I'll try and put down some kind of coherent response! The thing with the Noble Tragic done badly, or even just sort of indifferently/averagely, is usually not that the self-contained character themselves is GUILTY and QUIETLY SUFFERING but that the world and people around them just sort of...bend to accommodate this! Especially in some fanfiction, I think, the sense that none of the usual laughter or - inappropriateness, really, of life, the way that all kinds of things intrude and intersect on whatever your emotional state is. Or at least on you, as a person, even if you remain miserable; mixing 'bitter' subtly into 'sweet', or wistfulness/nostalgia into a comedy, is pretty par for the course, but I think there's a sense that unhappiness CANCELS ALL.
So it's writing on one note that I object too, and sort of tiptoeing around the 'broken' character. The idea that their trauma sort of radiates off them and adds a constant dignity, and that people either automatically notice and respect them or that their uncaringness just points up how alone. And tragic. And sad the protagonist is. U-unlike you, I don't automatically want to smack them and tell them to cheer up, but I usually want someone around them to do it. XD. Because, you know, others can be inappropriate! Sometimes it stops raining! All of that. And, again, tragedy doesn't automatically render a character intelligent, or wise. It just renders them...someone who's gone through something awful, and has problems! That doesn't result in One Type, or it shouldn't, anyway, but I think the thing gets rendered down to that anyway.
So it's not "suffering", per se, as used in fiction I have a problem with, but the perceived worth of ANY SORT OF TRAUMA, especially piled on the way it can be in comics these days (THIS LEADS TO WOMEN IN REFRIGERATORS AND MAKES ME A SAD FAN) as an instant story-improver. Uh. No. It doesn't work like that. Someone...wrote a really interesting article on PTSD drawing from their own experiences, which I can dig up, by a fan for fans among other things, which contained a section on 'don't fall in love with your beautiful suffering'. The idea that, uh, this makes a character special, this should be clung on to.
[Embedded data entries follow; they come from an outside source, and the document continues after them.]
//! Config command implementation.
//!
//! View and manage configuration settings.
//! Config file is located at ~/.config/cal-exporter/config.toml.

use std::env;
use std::fs;
use std::path::PathBuf;

use cal_feed_rs::Zone;
use directories::BaseDirs;
use serde::{Deserialize, Serialize};

use super::{CommandContext, CommandError, Result};
use crate::cli::ExportFormat;

/// Current config file version. Increment when making breaking changes to schema.
const CONFIG_VERSION: u32 = 1;

/// Environment variable overriding the config file location.
pub const CONFIG_ENV: &str = "CAL_EXPORTER_CONFIG";

/// Minimum token length to apply masking (show first and last N characters).
const TOKEN_MASK_MIN_LENGTH: usize = 8;

/// Number of characters to show at start/end of a masked token.
const TOKEN_MASK_VISIBLE_CHARS: usize = 4;

/// Keys accepted by `config set`.
const VALID_KEYS: &str = "calendar, default_date, timezone, google_token, output.color, output.format";

/// Configuration file structure.
#[derive(Debug, Serialize, Deserialize)]
pub struct Config {
    /// Config schema version for migrations.
    /// Defaults to current version when not present in file.
    #[serde(default = "default_version")]
    pub version: u32,

    /// Calendar used when neither `--calendar` nor `--local` is given.
    #[serde(skip_serializing_if = "Option::is_none")]
    pub calendar: Option<String>,

    /// Date range used when `--date` is omitted.
    #[serde(skip_serializing_if = "Option::is_none")]
    pub default_date: Option<String>,

    /// IANA timezone name, or "local".
    #[serde(skip_serializing_if = "Option::is_none")]
    pub timezone: Option<String>,

    /// Google Calendar access token.
    #[serde(skip_serializing_if = "Option::is_none")]
    pub google_token: Option<String>,

    /// Output settings.
    #[serde(default)]
    pub output: OutputConfig,
}

/// Returns the current config version (used by serde default).
fn default_version() -> u32 {
    CONFIG_VERSION
}

impl Default for Config {
    fn default() -> Self {
        Self {
            version: CONFIG_VERSION,
            calendar: None,
            default_date: None,
            timezone: None,
            google_token: None,
            output: OutputConfig::default(),
        }
    }
}

/// Output configuration.
#[derive(Debug, Default, Serialize, Deserialize)]
pub struct OutputConfig {
    /// Enable colors.
    #[serde(skip_serializing_if = "Option::is_none")]
    pub color: Option<bool>,

    /// Export format used when `--write` has no recognized extension.
    #[serde(skip_serializing_if = "Option::is_none")]
    pub format: Option<String>,
}

impl OutputConfig {
    /// Parses the configured export format, if any.
    pub fn export_format(&self) -> Result<Option<ExportFormat>> {
        self.format
            .as_deref()
            .map(|name| {
                ExportFormat::from_name(name).ok_or_else(|| {
                    CommandError::Config(format!("Invalid output.format value '{}'", name))
                })
            })
            .transpose()
    }
}

/// Gets the config directory path.
/// Uses XDG-style paths: ~/.config/cal-exporter/ on all platforms.
fn get_config_dir() -> Result<PathBuf> {
    if let Ok(xdg_config) = env::var("XDG_CONFIG_HOME") {
        return Ok(PathBuf::from(xdg_config).join("cal-exporter"));
    }

    BaseDirs::new()
        .map(|dirs| dirs.home_dir().join(".config").join("cal-exporter"))
        .ok_or_else(|| CommandError::Config("Could not determine config directory".to_string()))
}

/// Gets the config file path.
pub fn get_config_path() -> Result<PathBuf> {
    if let Ok(path) = env::var(CONFIG_ENV) {
        return Ok(PathBuf::from(path));
    }

    let config_dir = get_config_dir()?;
    Ok(config_dir.join("config.toml"))
}

/// Loads the configuration from disk.
///
/// A missing file yields the default configuration.
pub fn load_config() -> Result<Config> {
    let path = get_config_path()?;

    if !path.exists() {
        return Ok(Config::default());
    }

    let content = fs::read_to_string(&path)
        .map_err(|e| CommandError::Config(format!("Failed to read config: {}", e)))?;

    let config: Config = toml::from_str(&content)
        .map_err(|e| CommandError::Config(format!("Failed to parse config: {}", e)))?;

    migrate_config(config)
}

/// Migrates config to current version if needed.
fn migrate_config(mut config: Config) -> Result<Config> {
    // Version 1 is the first schema; later migrations go here.
    config.version = CONFIG_VERSION;
    Ok(config)
}

/// Saves the configuration to disk.
fn save_config(config: &Config) -> Result<()> {
    let path = get_config_path()?;

    if let Some(parent) = path.parent() {
        fs::create_dir_all(parent)
            .map_err(|e| CommandError::Config(format!("Failed to create config directory: {}", e)))?;
    }

    let content = toml::to_string_pretty(config)
        .map_err(|e| CommandError::Config(format!("Failed to serialize config: {}", e)))?;

    fs::write(&path, content)
        .map_err(|e| CommandError::Config(format!("Failed to write config: {}", e)))?;

    Ok(())
}

/// Executes the config show command.
pub fn execute_show(ctx: &CommandContext) -> Result<()> {
    let config = load_config()?;
    let path = get_config_path()?;

    if ctx.quiet {
        return Ok(());
    }

    use owo_colors::OwoColorize;

    let header = "Configuration";
    if ctx.use_colors {
        println!("{}\n", header.green().bold());
    } else {
        println!("{}\n", header);
    }

    println!("File: {}", path.display());
    println!("Exists: {}\n", path.exists());

    if !path.exists() {
        println!("(No config file exists. Run 'cal-exporter config set <key> <value>' to create one.)");
        return Ok(());
    }

    println!("Settings:");
    if let Some(ref calendar) = config.calendar {
        println!("  calendar: {}", calendar);
    }
    if let Some(ref date) = config.default_date {
        println!("  default_date: {}", date);
    }
    if let Some(ref timezone) = config.timezone {
        println!("  timezone: {}", timezone);
    }
    if let Some(ref token) = config.google_token {
        println!("  google_token: {}", mask_token(token));
    }

    println!("\n[output]");
    if let Some(color) = config.output.color {
        println!("  color: {}", color);
    }
    if let Some(ref format) = config.output.format {
        println!("  format: {}", format);
    }

    Ok(())
}

/// Options for the config set command.
pub struct ConfigSetOptions {
    /// Configuration key.
    pub key: String,
    /// Configuration value.
    pub value: String,
}

/// Executes the config set command.
pub fn execute_set(ctx: &CommandContext, opts: &ConfigSetOptions) -> Result<()> {
    let mut config = load_config()?;
    apply_setting(&mut config, &opts.key, &opts.value)?;
    save_config(&config)?;

    if !ctx.quiet {
        let shown = if opts.key == "google_token" {
            mask_token(&opts.value)
        } else {
            opts.value.clone()
        };
        println!("Set {} = {}", opts.key, shown);
    }

    Ok(())
}

/// Validates `value` and stores it under `key`.
fn apply_setting(config: &mut Config, key: &str, value: &str) -> Result<()> {
    let (section, field) = match key.split_once('.') {
        Some((section, field)) => (Some(section), field),
        None => (None, key),
    };

    match (section, field) {
        (None, "calendar") => {
            config.calendar = Some(value.to_string());
        }
        (None, "default_date") => {
            cal_core_rs::filter::parse_date_range(value)?;
            config.default_date = Some(value.to_string());
        }
        (None, "timezone") => {
            value
                .parse::<Zone>()
                .map_err(|e| CommandError::Config(format!("Invalid timezone value: {}", e)))?;
            config.timezone = Some(value.to_string());
        }
        (None, "google_token") => {
            config.google_token = Some(value.to_string());
        }
        (Some("output"), "color") => {
            config.output.color = Some(parse_bool(value)?);
        }
        (Some("output"), "format") => {
            let format = ExportFormat::from_name(value).ok_or_else(|| {
                CommandError::Config(format!(
                    "Invalid output.format value '{}'. Valid values: pdf, xlsx, ods, csv, json",
                    value
                ))
            })?;
            config.output.format = Some(format.extension().to_string());
        }
        _ => {
            return Err(CommandError::Config(format!(
                "Unknown config key '{}'. Valid keys: {}",
                key, VALID_KEYS
            )));
        }
    }

    Ok(())
}

/// Executes the config path command.
pub fn execute_path() -> Result<()> {
    let path = get_config_path()?;
    println!("{}", path.display());
    Ok(())
}

/// Masks a token for display, showing only the first and last N characters.
///
/// Uses character-based (not byte-based) indexing to safely handle
/// multi-byte UTF-8 characters.
fn mask_token(token: &str) -> String {
    let char_count = token.chars().count();
    if char_count > TOKEN_MASK_MIN_LENGTH {
        let prefix: String = token.chars().take(TOKEN_MASK_VISIBLE_CHARS).collect();
        let suffix: String = token
            .chars()
            .skip(char_count - TOKEN_MASK_VISIBLE_CHARS)
            .collect();
        format!("{}...{}", prefix, suffix)
    } else {
        "****".to_string()
    }
}

/// Parses a boolean value from string.
fn parse_bool(s: &str) -> Result<bool> {
    match s.to_lowercase().as_str() {
        "true" | "yes" | "1" | "on" => Ok(true),
        "false" | "no" | "0" | "off" => Ok(false),
        _ => Err(CommandError::Config(format!(
            "Invalid boolean value '{}'. Use true/false, yes/no, 1/0, or on/off",
            s
        ))),
    }
}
I'll also add that I find it really, really strange that it's considered to be a literary achievement to write something to bring all the characters down to rock-bottom, and yet it would be considered pretty weird were someone to write a novel with the express purpose of making everyone as happy as possible at the end, ahaha. I think it's because authors are...meant to want the best for their characters? So if a weird/deus ex machina kind of plot device turns up and completely screws everyone over, it's not considered half as implausible as when something turns up to help them, because one is seen as the author stepping in to SAVE THEIR BELOVEDS and the other as reflecting the sudden horror of real life. Et cetera.
And I have nothing at all against sad stories, and actually most of my absolute favourite books are -incredibly- depressing, but I think both are valid, and that it is a really odd cultural paradigm. In conclusion, word! Tl;dr word, but nevertheless.
....also, walking past a Baptist church today and brooding over these complex thoughts, I saw a sign on the door saying "JELLYBEANS CANCELLED". Which I suppose sums it up.